use anyhow::{Context, Result};
use serde::{Deserialize, Serialize};
use std::path::{Path, PathBuf};
use url::Url;

/// Upper bound for `weather.max_locations`.
pub const MAX_TRACKED_LOCATIONS: usize = 4;

/// Configuration validation errors
#[derive(Debug, Clone)]
pub struct ConfigValidationError {
    pub field: String,
    pub message: String,
}

impl std::fmt::Display for ConfigValidationError {
    fn fmt(&self, f: &mut std::fmt::Formatter<'_>) -> std::fmt::Result {
        write!(f, "{}: {}", self.field, self.message)
    }
}

/// Result of config validation
#[derive(Debug, Clone, Default)]
pub struct ValidationResult {
    pub errors: Vec<ConfigValidationError>,
    pub warnings: Vec<ConfigValidationError>,
}

impl ValidationResult {
    /// Returns true if there are no errors (warnings are OK)
    pub fn is_valid(&self) -> bool {
        self.errors.is_empty()
    }

    pub fn add_error(&mut self, field: impl Into<String>, message: impl Into<String>) {
        self.errors.push(ConfigValidationError {
            field: field.into(),
            message: message.into(),
        });
    }

    pub fn add_warning(&mut self, field: impl Into<String>, message: impl Into<String>) {
        self.warnings.push(ConfigValidationError {
            field: field.into(),
            message: message.into(),
        });
    }

    /// Get a user-friendly message summarizing all errors
    pub fn error_summary(&self) -> String {
        if self.errors.is_empty() {
            return String::new();
        }
        self.errors
            .iter()
            .map(|e| e.to_string())
            .collect::<Vec<_>>()
            .join("; ")
    }
}

#[derive(Debug, Clone, Serialize, Deserialize)]
pub struct Config {
    /// Application configuration directory
    pub config_dir: PathBuf,

    /// Local database settings
    #[serde(default)]
    pub storage: StorageConfig,

    /// Weather lookup settings
    #[serde(default)]
    pub weather: WeatherConfig,

    /// Device location settings
    #[serde(default)]
    pub location: LocationConfig,
}

#[derive(Debug, Clone, Serialize, Deserialize)]
pub struct StorageConfig {
    /// SQLite file holding the saved locations
    #[serde(default = "default_database_path")]
    pub database_path: PathBuf,
}

fn default_database_path() -> PathBuf {
    dirs::data_dir()
        .unwrap_or_else(|| PathBuf::from("."))
        .join("fourcast")
        .join("locations.db")
}

impl Default for StorageConfig {
    fn default() -> Self {
        Self {
            database_path: default_database_path(),
        }
    }
}

/// Temperature unit preference
#[derive(Debug, Clone, Copy, PartialEq, Eq, Serialize, Deserialize, Default)]
#[serde(rename_all = "lowercase")]
pub enum TemperatureUnit {
    #[default]
    Celsius,
    Fahrenheit,
}

/// Where a saved location's coordinate comes from on refresh
#[derive(Debug, Clone, Copy, PartialEq, Eq, Serialize, Deserialize, Default)]
#[serde(rename_all = "snake_case")]
pub enum RefreshStrategy {
    /// Geocode the saved city name again on every refresh
    #[default]
    ResolveByName,
    /// Use the coordinate stored when the location was saved
    StoredCoordinate,
}

#[derive(Debug, Clone, Serialize, Deserialize)]
pub struct WeatherConfig {
    /// Open-Meteo geocoding search endpoint
    #[serde(default = "default_geocoding_url")]
    pub geocoding_url: String,

    /// Open-Meteo forecast endpoint
    #[serde(default = "default_forecast_url")]
    pub forecast_url: String,

    /// Per-request timeout applied to every lookup
    #[serde(default = "default_request_timeout_secs")]
    pub request_timeout_secs: u64,

    /// Temperature unit preference
    #[serde(default)]
    pub temperature_unit: TemperatureUnit,

    #[serde(default)]
    pub refresh_strategy: RefreshStrategy,

    /// Capacity of the saved-location list
    #[serde(default = "default_max_locations")]
    pub max_locations: usize,
}

fn default_geocoding_url() -> String {
    "https://geocoding-api.open-meteo.com/v1/search".to_string()
}

fn default_forecast_url() -> String {
    "https://api.open-meteo.com/v1/forecast".to_string()
}

fn default_request_timeout_secs() -> u64 {
    10
}

fn default_max_locations() -> usize {
    MAX_TRACKED_LOCATIONS
}

impl Default for WeatherConfig {
    fn default() -> Self {
        Self {
            geocoding_url: default_geocoding_url(),
            forecast_url: default_forecast_url(),
            request_timeout_secs: default_request_timeout_secs(),
            temperature_unit: TemperatureUnit::default(),
            refresh_strategy: RefreshStrategy::default(),
            max_locations: default_max_locations(),
        }
    }
}

/// Device position used by the current-location view.
///
/// The permission flag is consulted once; a denial is not retried.
#[derive(Debug, Clone, Default, Serialize, Deserialize)]
pub struct LocationConfig {
    #[serde(default)]
    pub permission_granted: bool,
    pub latitude: Option<f64>,
    pub longitude: Option<f64>,
}

impl LocationConfig {
    /// Both coordinates, if configured
    pub fn coordinate(&self) -> Option<(f64, f64)> {
        Some((self.latitude?, self.longitude?))
    }
}

impl Default for Config {
    fn default() -> Self {
        let config_dir = dirs::config_dir()
            .unwrap_or_else(|| PathBuf::from("."))
            .join("fourcast");

        Self {
            config_dir,
            storage: StorageConfig::default(),
            weather: WeatherConfig::default(),
            location: LocationConfig::default(),
        }
    }
}

impl Config {
    /// Load configuration from file, creating default if it doesn't exist
    pub fn load() -> Result<Self> {
        Self::load_from(&Self::config_path()?)
    }

    /// Load configuration from an explicit path, writing defaults there if missing
    pub fn load_from(config_path: &Path) -> Result<Self> {
        if !config_path.exists() {
            let mut config = Self::default();
            if let Some(parent) = config_path.parent() {
                config.config_dir = parent.to_path_buf();
            }
            config.save_to(config_path)?;
            return Ok(config);
        }

        let contents =
            std::fs::read_to_string(config_path).context("Failed to read config file")?;

        let config: Config = toml::from_str(&contents).context("Failed to parse config file")?;

        Ok(config)
    }

    /// Load configuration and validate it
    ///
    /// Returns the config along with any validation warnings.
    /// Returns an error if validation fails with critical errors.
    pub fn load_validated() -> Result<(Self, ValidationResult)> {
        let config = Self::load()?;
        let validation = config.validate();

        if !validation.is_valid() {
            anyhow::bail!(
                "Configuration validation failed: {}",
                validation.error_summary()
            );
        }

        for warning in &validation.warnings {
            tracing::warn!("Config warning: {}", warning);
        }

        Ok((config, validation))
    }

    /// Validate the configuration
    pub fn validate(&self) -> ValidationResult {
        let mut result = ValidationResult::default();

        self.validate_url(&self.weather.geocoding_url, "weather.geocoding_url", &mut result);
        self.validate_url(&self.weather.forecast_url, "weather.forecast_url", &mut result);

        if self.weather.request_timeout_secs == 0 {
            result.add_error(
                "weather.request_timeout_secs",
                "Request timeout must be greater than 0",
            );
        } else if self.weather.request_timeout_secs > 120 {
            result.add_warning(
                "weather.request_timeout_secs",
                "Request timeout is unusually long (>120s)",
            );
        }

        if self.weather.max_locations == 0 || self.weather.max_locations > MAX_TRACKED_LOCATIONS {
            result.add_error(
                "weather.max_locations",
                format!("Must be between 1 and {}", MAX_TRACKED_LOCATIONS),
            );
        }

        match (self.location.latitude, self.location.longitude) {
            (Some(lat), Some(lon)) => {
                if !(-90.0..=90.0).contains(&lat) {
                    result.add_error("location.latitude", "Latitude must be within -90..=90");
                }
                if !(-180.0..=180.0).contains(&lon) {
                    result.add_error("location.longitude", "Longitude must be within -180..=180");
                }
            }
            (None, None) => {
                if self.location.permission_granted {
                    result.add_warning(
                        "location",
                        "Location permission granted but no position configured",
                    );
                }
            }
            _ => {
                result.add_error(
                    "location",
                    "Latitude and longitude must be configured together",
                );
            }
        }

        if self.storage.database_path.as_os_str().is_empty() {
            result.add_error("storage.database_path", "Database path cannot be empty");
        }

        result
    }

    /// Validate a URL field
    fn validate_url(&self, url_str: &str, field_name: &str, result: &mut ValidationResult) {
        match Url::parse(url_str) {
            Ok(url) => {
                if url.scheme() != "http" && url.scheme() != "https" {
                    result.add_error(
                        field_name,
                        format!("URL must use http or https scheme, got: {}", url.scheme()),
                    );
                }

                if url.host().is_none() {
                    result.add_error(field_name, "URL must have a host");
                }

                if url.scheme() == "http" {
                    result.add_warning(field_name, "Weather lookups are not using TLS");
                }
            }
            Err(e) => {
                result.add_error(field_name, format!("Invalid URL: {}", e));
            }
        }
    }

    /// Save configuration to the default location
    pub fn save(&self) -> Result<()> {
        self.save_to(&Self::config_path()?)
    }

    fn save_to(&self, config_path: &Path) -> Result<()> {
        if let Some(parent) = config_path.parent() {
            std::fs::create_dir_all(parent).context("Failed to create config directory")?;
        }

        let contents = toml::to_string_pretty(self).context("Failed to serialize config")?;

        std::fs::write(config_path, contents).context("Failed to write config file")?;

        Ok(())
    }

    /// Get the path to the configuration file
    fn config_path() -> Result<PathBuf> {
        let config_dir = dirs::config_dir()
            .context("Failed to get config directory")?
            .join("fourcast");

        Ok(config_dir.join("config.toml"))
    }
}

#[cfg(test)]
mod tests {
    #![allow(clippy::unwrap_used, clippy::expect_used)]
    use super::*;

    #[test]
    fn test_valid_default_config() {
        let config = Config::default();
        let result = config.validate();
        assert!(result.is_valid(), "Default config should be valid: {:?}", result.errors);
    }

    #[test]
    fn test_invalid_url() {
        let mut config = Config::default();
        config.weather.geocoding_url = "not-a-url".to_string();
        let result = config.validate();
        assert!(!result.is_valid());
        assert!(result.errors.iter().any(|e| e.field == "weather.geocoding_url"));
    }

    #[test]
    fn test_invalid_url_scheme() {
        let mut config = Config::default();
        config.weather.forecast_url = "ftp://localhost:8080".to_string();
        let result = config.validate();
        assert!(!result.is_valid());
        assert!(result.errors.iter().any(|e| e.message.contains("http or https")));
    }

    #[test]
    fn test_zero_timeout_rejected() {
        let mut config = Config::default();
        config.weather.request_timeout_secs = 0;
        let result = config.validate();
        assert!(!result.is_valid());
        assert!(result.errors.iter().any(|e| e.field == "weather.request_timeout_secs"));
    }

    #[test]
    fn test_capacity_above_four_rejected() {
        let mut config = Config::default();
        config.weather.max_locations = 5;
        assert!(!config.validate().is_valid());

        config.weather.max_locations = 0;
        assert!(!config.validate().is_valid());

        config.weather.max_locations = 2;
        assert!(config.validate().is_valid());
    }

    #[test]
    fn test_half_configured_location_is_error() {
        let mut config = Config::default();
        config.location.latitude = Some(35.6);
        let result = config.validate();
        assert!(result.errors.iter().any(|e| e.field == "location"));
    }

    #[test]
    fn test_out_of_range_location() {
        let mut config = Config::default();
        config.location.latitude = Some(95.0);
        config.location.longitude = Some(139.6);
        let result = config.validate();
        assert!(result.errors.iter().any(|e| e.field == "location.latitude"));
    }

    #[test]
    fn test_permission_without_position_is_warning() {
        let mut config = Config::default();
        config.location.permission_granted = true;
        let result = config.validate();
        assert!(result.is_valid());
        assert!(result.warnings.iter().any(|w| w.field == "location"));
    }

    #[test]
    fn test_load_from_creates_default_file() {
        let dir = tempfile::tempdir().unwrap();
        let path = dir.path().join("config.toml");

        let config = Config::load_from(&path).unwrap();
        assert!(path.exists());
        assert_eq!(config.config_dir, dir.path());
        assert_eq!(config.weather.max_locations, MAX_TRACKED_LOCATIONS);

        let reloaded = Config::load_from(&path).unwrap();
        assert_eq!(reloaded.weather.geocoding_url, config.weather.geocoding_url);
    }

    #[test]
    fn test_partial_file_uses_defaults() {
        let dir = tempfile::tempdir().unwrap();
        let path = dir.path().join("config.toml");
        std::fs::write(
            &path,
            r#"
            config_dir = "/tmp/fourcast"

            [weather]
            temperature_unit = "fahrenheit"
            refresh_strategy = "stored_coordinate"
            "#,
        )
        .unwrap();

        let config = Config::load_from(&path).unwrap();
        assert_eq!(config.weather.temperature_unit, TemperatureUnit::Fahrenheit);
        assert_eq!(config.weather.refresh_strategy, RefreshStrategy::StoredCoordinate);
        assert_eq!(config.weather.request_timeout_secs, 10);
        assert!(!config.location.permission_granted);
    }

    #[test]
    fn test_validation_result_error_summary() {
        let mut result = ValidationResult::default();
        result.add_error("field1", "error1");
        result.add_error("field2", "error2");
        let summary = result.error_summary();
        assert!(summary.contains("field1"));
        assert!(summary.contains("field2"));
    }
}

·····

The answer should consist of all lines from the records above that hold the word "directory".

**Finished task:**
    /// Application configuration directory
            std::fs::create_dir_all(parent).context("Failed to create config directory")?;
            .context("Failed to get config directory")?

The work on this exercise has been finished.